No really - I want to know... If you are reading this, you are probably one of few who know me very well. Have we talked lately? Face to face? FaceTime? In person? If not - I've meant to. It's been a hard shift here... You, too?
I set out on a journey when we moved here to Savannah. I wanted to be more intentional. I wanted to love my new community well. I wanted to build stronger relationships. I wanted to be supportive of my loved ones. And somehow, in hot pursuit - I've felt more alone. The deeper I dug into the things that were important - the further I knew I needed to go. You don't realize how much of yourself you pack into boxes - for later - until you strip down all the other layers. That said - you've probably noticed that my personal Facebook account is gone. I've not been on instagram since March 1st. There have been no tweets since long before that. My breakup with distraction has been like any other breakup. At first, I felt free. Liberated. And then - lonely. Isolated. It's been a rough transition - I'll be honest. I'm having to redefine how I do business. And reconnect with my friends. And invent new ways to meet people. I'm an introvert. This has been the hardest. But back to those boxes... One by one, opened and dealt with... I began to see that I already know myself better than anyone else. I know I need slow. I do best one on one. Less is always more with me. Quality over quantity. So here I am.
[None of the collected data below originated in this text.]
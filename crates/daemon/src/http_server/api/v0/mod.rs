use axum::routing::get;
use axum::Router;

pub mod buckets;

use crate::ServiceState;

pub fn router(state: ServiceState) -> Router<ServiceState> {
    Router::new()
        .route("/buckets", get(buckets::root_handler))
        .route("/buckets/", get(buckets::root_handler))
        .route("/buckets/*bucket_path", get(buckets::handler))
        .with_state(state)
}
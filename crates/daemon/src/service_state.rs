use common::prelude::{Store, StoreError};

use crate::service_config::Config;

/// Shared service state handed to every request handler.
///
/// Holds the one open store; handlers only ever take read views from it.
#[derive(Clone, Debug)]
pub struct State {
    store: Store,
}

impl State {
    pub fn new(store: Store) -> Self {
        Self { store }
    }

    pub async fn from_config(config: &Config) -> Result<Self, StateSetupError> {
        tracing::info!(
            path = %config.db_path.display(),
            timeout = ?config.open_timeout,
            "opening store"
        );
        let store = Store::open_with_timeout(&config.db_path, config.open_timeout).await?;
        Ok(Self::new(store))
    }

    pub fn store(&self) -> &Store {
        &self.store
    }
}

impl AsRef<Store> for State {
    fn as_ref(&self) -> &Store {
        &self.store
    }
}

#[derive(Debug, thiserror::Error)]
pub enum StateSetupError {
    #[error("store setup error: {0}")]
    Store(#[from] StoreError),
}
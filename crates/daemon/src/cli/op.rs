use std::error::Error;
use std::path::PathBuf;

use boltview_daemon::state::{AppConfig, StateError};

#[derive(Clone, Debug)]
pub struct OpContext {
    /// Optional config file path
    pub config_path: Option<PathBuf>,
}

impl OpContext {
    pub fn new(config_path: Option<PathBuf>) -> Self {
        Self { config_path }
    }

    /// Load the config file named on the command line, or defaults.
    pub fn config(&self) -> Result<AppConfig, StateError> {
        AppConfig::load(self.config_path.as_deref())
    }
}

#[async_trait::async_trait]
pub trait Op: Send + Sync {
    type Error: Error + Send + Sync + 'static;
    type Output;

    async fn execute(&self, ctx: &OpContext) -> Result<Self::Output, Self::Error>;
}

#[macro_export]
macro_rules! command_enum {
    ($(($variant:ident, $type:ty)),* $(,)?) => {
        #[derive(Subcommand, Debug, Clone)]
        pub enum Command {
            $($variant($type),)*
        }

        #[derive(Debug)]
        pub enum OpOutput {
            $($variant(<$type as $crate::cli::op::Op>::Output),)*
        }

        #[derive(Debug, thiserror::Error)]
        pub enum OpError {
            $(
                #[error(transparent)]
                $variant(<$type as $crate::cli::op::Op>::Error),
            )*
        }

        #[async_trait::async_trait]
        impl $crate::cli::op::Op for Command {
            type Output = OpOutput;
            type Error = OpError;

            async fn execute(&self, ctx: &$crate::cli::op::OpContext) -> Result<Self::Output, Self::Error> {
                match self {
                    $(
                        Command::$variant(op) => {
                            op.execute(ctx).await
                                .map(OpOutput::$variant)
                                .map_err(OpError::$variant)
                        },
                    )*
                }
            }
        }

        impl std::fmt::Display for OpOutput {
            fn fmt(&self, f: &mut std::fmt::Formatter<'_>) -> std::fmt::Result {
                match self {
                    $(
                        OpOutput::$variant(output) => write!(f, "{}", output),
                    )*
                }
            }
        }
    };
}

#[cfg(test)]
mod tests {
    use super::*;

    #[test]
    fn test_context_without_config_uses_defaults() {
        let ctx = OpContext::new(None);
        let config = ctx.config().unwrap();
        assert_eq!(config.port, 9092);
    }

    #[test]
    fn test_context_with_missing_config_fails() {
        let ctx = OpContext::new(Some(PathBuf::from("/nonexistent/boltview.toml")));
        assert!(ctx.config().is_err());
    }
}
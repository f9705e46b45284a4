// Service modules (daemon functionality)
pub mod http_server;
pub mod process;
pub mod service_config;
pub mod service_state;

// App configuration (config file, defaults)
pub mod state;

// Re-exports for consumers
pub use process::{spawn_service, start_service, ShutdownHandle};
pub use service_config::Config as ServiceConfig;
pub use service_state::State as ServiceState;
pub use state::{AppConfig, StateError};
use axum::routing::get;
use axum::Router;

mod data_source;
mod liveness;
mod readiness;
mod version;

use crate::ServiceState;

pub fn router(state: ServiceState) -> Router<ServiceState> {
    Router::new()
        .route("/livez", get(liveness::handler))
        .route("/readyz", get(readiness::handler))
        .route("/version", get(version::handler))
        .with_state(state)
}
use axum::http::StatusCode;
use axum::response::{IntoResponse, Response};
use axum::Json;

use common::prelude::build_info;

#[tracing::instrument]
pub async fn handler() -> Response {
    (StatusCode::OK, Json(build_info())).into_response()
}
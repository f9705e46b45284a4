pub use clap::Parser;

use std::path::PathBuf;

#[derive(Parser, Debug)]
#[command(name = "boltview")]
#[command(about = "Browse the nested buckets of a BoltDB-style store")]
pub struct Args {
    /// Path to a TOML config file (defaults are used if not set)
    #[arg(long, global = true, env = "BOLTVIEW_CONFIG")]
    pub config: Option<PathBuf>,

    #[command(subcommand)]
    pub command: crate::Command,
}
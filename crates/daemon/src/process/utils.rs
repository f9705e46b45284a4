use std::time::Duration;

use tokio::signal::unix::{signal, SignalKind};
use tokio::sync::watch;
use tokio::task::JoinHandle;

const REQUEST_GRACE_PERIOD: Duration = Duration::from_secs(10);

/// Spawns a task that listens for SIGINT and SIGTERM and sends a shutdown signal via a watch.
///
/// Returns the join handle, the sender (for programmatic shutdown), and the receiver.
pub fn graceful_shutdown_blocker(
) -> std::io::Result<(JoinHandle<()>, watch::Sender<()>, watch::Receiver<()>)> {
    let mut sigint = signal(SignalKind::interrupt())?;
    let mut sigterm = signal(SignalKind::terminate())?;

    let (tx, rx) = watch::channel(());
    let signal_tx = tx.clone();

    let handle = tokio::spawn(async move {
        tokio::select! {
            _ = sigint.recv() => {
                tracing::debug!("gracefully exiting immediately on SIGINT");
            }
            _ = sigterm.recv() => {
                tokio::time::sleep(REQUEST_GRACE_PERIOD).await;
                tracing::debug!("initiating graceful shutdown with delay on SIGTERM");
            }
        }

        let _ = signal_tx.send(());
    });

    Ok((handle, tx, rx))
}

/// Registers a panic hook that logs panics using the `tracing` crate
pub fn register_panic_logger() {
    std::panic::set_hook(Box::new(|panic| match panic.location() {
        Some(loc) => {
            tracing::error!(
                message = %panic,
                panic.file = loc.file(),
                panic.line = loc.line(),
                panic.column = loc.column(),
            );
        }
        None => tracing::error!(message = %panic),
    }));
}

pub fn report_build_info() {
    let build = common::prelude::build_info();

    tracing::info!(
        build_profile = ?build.build_profile,
        features = ?build.build_features,
        version = ?build.version,
        "service starting up"
    );
}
Back to where I started. Writing and connecting with you - those of you who CHOOSE to be here. Instead of chasing down followers and likes, and constantly comparing my progress to everyone else's. My story is taking it's own path. And I miss sharing it with you. Here. And in person. And over the phone or text or email. Connection is very important to me. And I hope to do better.
So tell me - Right here, right now - in this place... how are you? How have you been?